**REQUIRED ACTION**
Restate word for word the lines that begin the listing and end with the line holding "mediate between them.".

**LISTED ENTRIES**

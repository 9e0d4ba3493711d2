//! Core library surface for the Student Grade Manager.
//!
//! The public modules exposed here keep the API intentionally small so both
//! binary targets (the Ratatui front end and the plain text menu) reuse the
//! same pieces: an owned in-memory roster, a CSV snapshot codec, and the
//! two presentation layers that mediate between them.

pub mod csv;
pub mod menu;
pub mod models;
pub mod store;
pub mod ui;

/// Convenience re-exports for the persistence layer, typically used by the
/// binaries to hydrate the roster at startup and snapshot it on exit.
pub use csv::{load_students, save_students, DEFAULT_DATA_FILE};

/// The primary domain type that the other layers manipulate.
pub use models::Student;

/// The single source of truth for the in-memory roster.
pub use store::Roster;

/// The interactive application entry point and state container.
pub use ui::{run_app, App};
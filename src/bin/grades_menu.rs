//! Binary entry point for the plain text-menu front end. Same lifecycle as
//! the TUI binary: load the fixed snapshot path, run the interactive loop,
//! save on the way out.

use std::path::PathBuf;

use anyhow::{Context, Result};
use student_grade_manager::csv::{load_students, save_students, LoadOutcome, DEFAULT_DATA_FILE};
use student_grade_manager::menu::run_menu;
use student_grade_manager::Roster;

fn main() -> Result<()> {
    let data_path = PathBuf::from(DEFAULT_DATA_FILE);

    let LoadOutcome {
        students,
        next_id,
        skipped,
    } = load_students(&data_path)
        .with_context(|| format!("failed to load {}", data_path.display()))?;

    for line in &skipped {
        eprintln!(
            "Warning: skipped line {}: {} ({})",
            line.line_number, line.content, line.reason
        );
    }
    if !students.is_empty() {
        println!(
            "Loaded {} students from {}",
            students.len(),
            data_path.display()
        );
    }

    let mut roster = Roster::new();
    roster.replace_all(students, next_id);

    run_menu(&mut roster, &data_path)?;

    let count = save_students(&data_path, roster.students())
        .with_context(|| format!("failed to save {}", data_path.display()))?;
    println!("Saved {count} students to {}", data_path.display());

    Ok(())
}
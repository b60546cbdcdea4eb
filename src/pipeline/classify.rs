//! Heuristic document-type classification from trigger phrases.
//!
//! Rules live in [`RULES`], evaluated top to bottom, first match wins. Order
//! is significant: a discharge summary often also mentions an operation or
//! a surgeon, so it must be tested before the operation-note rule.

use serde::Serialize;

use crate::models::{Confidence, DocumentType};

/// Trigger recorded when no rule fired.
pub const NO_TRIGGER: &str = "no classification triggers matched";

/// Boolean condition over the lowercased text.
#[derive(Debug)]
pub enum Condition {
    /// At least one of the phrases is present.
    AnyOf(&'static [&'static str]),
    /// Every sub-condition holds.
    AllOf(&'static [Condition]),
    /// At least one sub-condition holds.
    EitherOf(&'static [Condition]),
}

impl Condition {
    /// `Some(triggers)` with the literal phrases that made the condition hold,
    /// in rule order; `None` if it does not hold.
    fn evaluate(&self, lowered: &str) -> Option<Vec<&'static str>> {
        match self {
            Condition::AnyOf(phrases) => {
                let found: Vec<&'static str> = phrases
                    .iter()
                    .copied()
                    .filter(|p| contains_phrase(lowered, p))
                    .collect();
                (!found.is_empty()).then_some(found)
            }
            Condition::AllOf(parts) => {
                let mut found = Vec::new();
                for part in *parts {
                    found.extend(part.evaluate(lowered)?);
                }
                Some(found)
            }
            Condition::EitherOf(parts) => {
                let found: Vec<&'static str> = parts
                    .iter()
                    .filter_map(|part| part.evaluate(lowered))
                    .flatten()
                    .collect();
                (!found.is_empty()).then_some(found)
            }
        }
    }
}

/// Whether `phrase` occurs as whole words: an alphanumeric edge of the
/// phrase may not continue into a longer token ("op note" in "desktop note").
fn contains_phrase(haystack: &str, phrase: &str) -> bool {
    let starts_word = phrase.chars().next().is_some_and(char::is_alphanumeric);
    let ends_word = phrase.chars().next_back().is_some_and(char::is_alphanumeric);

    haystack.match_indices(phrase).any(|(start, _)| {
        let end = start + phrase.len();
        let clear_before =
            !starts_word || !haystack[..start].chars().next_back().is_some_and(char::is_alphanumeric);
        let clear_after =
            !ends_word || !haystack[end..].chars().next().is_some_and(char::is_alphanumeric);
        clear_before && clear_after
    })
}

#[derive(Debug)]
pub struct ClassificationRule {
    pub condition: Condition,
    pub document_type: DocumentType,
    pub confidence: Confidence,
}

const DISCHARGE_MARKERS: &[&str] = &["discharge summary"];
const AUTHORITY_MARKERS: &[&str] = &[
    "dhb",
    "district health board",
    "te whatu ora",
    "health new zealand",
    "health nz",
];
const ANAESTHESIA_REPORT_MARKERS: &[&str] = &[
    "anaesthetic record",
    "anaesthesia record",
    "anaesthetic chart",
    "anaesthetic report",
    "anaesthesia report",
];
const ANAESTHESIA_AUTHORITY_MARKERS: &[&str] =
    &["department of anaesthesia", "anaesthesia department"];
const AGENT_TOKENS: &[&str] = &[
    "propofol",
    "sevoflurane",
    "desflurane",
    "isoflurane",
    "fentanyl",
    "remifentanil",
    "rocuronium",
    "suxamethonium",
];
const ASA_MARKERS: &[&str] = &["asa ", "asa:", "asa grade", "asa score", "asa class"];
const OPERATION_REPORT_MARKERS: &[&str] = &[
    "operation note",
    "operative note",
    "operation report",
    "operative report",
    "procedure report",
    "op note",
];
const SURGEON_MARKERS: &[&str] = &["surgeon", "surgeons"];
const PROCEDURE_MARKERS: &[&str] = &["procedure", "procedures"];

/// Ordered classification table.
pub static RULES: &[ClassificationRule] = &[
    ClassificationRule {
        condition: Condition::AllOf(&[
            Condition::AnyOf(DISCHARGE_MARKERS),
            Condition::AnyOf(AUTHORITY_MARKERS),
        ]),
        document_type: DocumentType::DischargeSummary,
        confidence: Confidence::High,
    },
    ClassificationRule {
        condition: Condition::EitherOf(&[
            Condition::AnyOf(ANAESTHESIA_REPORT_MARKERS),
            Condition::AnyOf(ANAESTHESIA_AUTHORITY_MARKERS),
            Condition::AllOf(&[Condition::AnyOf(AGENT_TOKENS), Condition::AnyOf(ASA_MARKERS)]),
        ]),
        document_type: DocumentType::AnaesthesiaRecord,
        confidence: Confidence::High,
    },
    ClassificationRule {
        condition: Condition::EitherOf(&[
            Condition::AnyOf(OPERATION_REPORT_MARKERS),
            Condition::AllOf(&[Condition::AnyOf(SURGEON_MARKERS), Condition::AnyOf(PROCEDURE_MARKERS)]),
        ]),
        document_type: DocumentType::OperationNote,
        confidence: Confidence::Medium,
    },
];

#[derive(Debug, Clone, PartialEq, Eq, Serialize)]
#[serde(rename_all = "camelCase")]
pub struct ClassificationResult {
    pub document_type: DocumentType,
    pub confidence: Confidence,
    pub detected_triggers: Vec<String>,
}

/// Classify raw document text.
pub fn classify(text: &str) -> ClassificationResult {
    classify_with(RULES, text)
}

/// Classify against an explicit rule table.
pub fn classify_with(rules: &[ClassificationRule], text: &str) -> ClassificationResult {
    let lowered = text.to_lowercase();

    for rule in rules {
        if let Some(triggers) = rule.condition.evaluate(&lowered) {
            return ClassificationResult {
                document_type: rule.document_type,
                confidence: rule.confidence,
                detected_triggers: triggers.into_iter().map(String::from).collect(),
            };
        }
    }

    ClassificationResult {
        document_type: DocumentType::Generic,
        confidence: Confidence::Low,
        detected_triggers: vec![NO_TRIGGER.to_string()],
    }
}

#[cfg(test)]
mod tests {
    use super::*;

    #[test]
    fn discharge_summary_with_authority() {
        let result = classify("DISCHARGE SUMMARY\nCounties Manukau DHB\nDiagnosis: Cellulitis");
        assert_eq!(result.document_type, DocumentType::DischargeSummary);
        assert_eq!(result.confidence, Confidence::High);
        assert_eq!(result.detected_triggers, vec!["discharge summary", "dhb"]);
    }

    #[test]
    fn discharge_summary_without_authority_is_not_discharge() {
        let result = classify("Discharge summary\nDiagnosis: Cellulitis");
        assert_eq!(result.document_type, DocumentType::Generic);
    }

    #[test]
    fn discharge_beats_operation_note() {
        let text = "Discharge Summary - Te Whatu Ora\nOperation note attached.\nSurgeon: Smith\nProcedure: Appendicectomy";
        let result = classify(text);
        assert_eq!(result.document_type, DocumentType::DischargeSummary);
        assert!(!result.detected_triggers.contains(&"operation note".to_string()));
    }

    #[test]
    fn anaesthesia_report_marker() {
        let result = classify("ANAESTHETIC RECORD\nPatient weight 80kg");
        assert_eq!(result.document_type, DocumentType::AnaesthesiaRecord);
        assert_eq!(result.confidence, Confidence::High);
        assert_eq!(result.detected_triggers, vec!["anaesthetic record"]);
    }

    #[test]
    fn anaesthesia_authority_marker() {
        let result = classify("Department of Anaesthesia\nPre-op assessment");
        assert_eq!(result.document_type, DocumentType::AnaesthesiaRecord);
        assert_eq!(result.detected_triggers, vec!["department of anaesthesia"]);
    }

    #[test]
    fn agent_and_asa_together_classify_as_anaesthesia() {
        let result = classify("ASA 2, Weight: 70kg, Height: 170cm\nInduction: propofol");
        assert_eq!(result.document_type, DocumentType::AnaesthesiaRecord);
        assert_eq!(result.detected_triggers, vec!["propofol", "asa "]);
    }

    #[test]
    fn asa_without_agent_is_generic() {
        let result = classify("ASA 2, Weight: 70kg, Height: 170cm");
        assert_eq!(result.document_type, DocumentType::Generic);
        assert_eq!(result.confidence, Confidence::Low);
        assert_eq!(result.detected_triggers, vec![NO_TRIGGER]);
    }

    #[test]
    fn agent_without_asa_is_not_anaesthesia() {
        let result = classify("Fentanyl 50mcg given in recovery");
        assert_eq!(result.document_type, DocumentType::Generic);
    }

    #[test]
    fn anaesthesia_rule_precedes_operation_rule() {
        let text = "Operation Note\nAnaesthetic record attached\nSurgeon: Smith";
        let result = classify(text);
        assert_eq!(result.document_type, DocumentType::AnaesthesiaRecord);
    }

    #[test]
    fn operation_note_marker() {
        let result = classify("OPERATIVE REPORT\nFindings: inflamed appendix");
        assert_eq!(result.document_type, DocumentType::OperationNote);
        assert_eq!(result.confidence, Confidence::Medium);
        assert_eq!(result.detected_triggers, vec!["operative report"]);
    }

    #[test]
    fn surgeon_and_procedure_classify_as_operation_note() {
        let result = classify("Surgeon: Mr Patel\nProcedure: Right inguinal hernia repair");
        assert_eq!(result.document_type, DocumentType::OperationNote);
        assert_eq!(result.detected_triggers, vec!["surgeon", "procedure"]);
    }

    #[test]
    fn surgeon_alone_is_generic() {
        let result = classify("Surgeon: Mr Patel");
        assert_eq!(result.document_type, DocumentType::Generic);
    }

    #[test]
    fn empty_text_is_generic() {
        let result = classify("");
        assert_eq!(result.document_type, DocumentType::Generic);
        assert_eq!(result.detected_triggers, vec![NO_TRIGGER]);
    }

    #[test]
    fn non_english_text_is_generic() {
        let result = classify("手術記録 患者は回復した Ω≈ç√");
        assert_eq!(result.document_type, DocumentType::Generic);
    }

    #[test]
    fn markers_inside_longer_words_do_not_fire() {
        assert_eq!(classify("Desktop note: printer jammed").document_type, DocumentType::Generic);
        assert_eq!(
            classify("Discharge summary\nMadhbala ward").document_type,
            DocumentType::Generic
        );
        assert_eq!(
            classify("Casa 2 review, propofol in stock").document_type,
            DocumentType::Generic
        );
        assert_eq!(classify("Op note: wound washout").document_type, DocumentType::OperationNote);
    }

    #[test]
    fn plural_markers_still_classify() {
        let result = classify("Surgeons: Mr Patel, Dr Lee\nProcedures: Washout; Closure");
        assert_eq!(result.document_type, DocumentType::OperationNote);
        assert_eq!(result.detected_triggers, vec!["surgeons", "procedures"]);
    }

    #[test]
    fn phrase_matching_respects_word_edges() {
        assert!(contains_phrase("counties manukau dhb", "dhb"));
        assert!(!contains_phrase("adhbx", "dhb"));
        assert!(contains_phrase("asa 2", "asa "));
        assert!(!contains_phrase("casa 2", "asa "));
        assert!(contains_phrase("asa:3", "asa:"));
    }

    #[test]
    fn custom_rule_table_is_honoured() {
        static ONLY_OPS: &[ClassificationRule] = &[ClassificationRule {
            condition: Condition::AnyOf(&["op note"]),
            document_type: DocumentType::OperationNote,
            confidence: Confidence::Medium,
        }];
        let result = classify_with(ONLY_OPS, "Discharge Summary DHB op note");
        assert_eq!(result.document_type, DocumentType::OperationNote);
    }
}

**WRITTEN ANSWER**
repository 9e0d4ba3493711d2
//! Core library surface for the Student Grade Manager.
//!
//! The public modules exposed here keep the API intentionally small so both
//! binary targets (the Ratatui front end and the plain text menu) reuse the
//! same pieces: an owned in-memory roster, a CSV snapshot codec, and the
//! two presentation layers that mediate between them.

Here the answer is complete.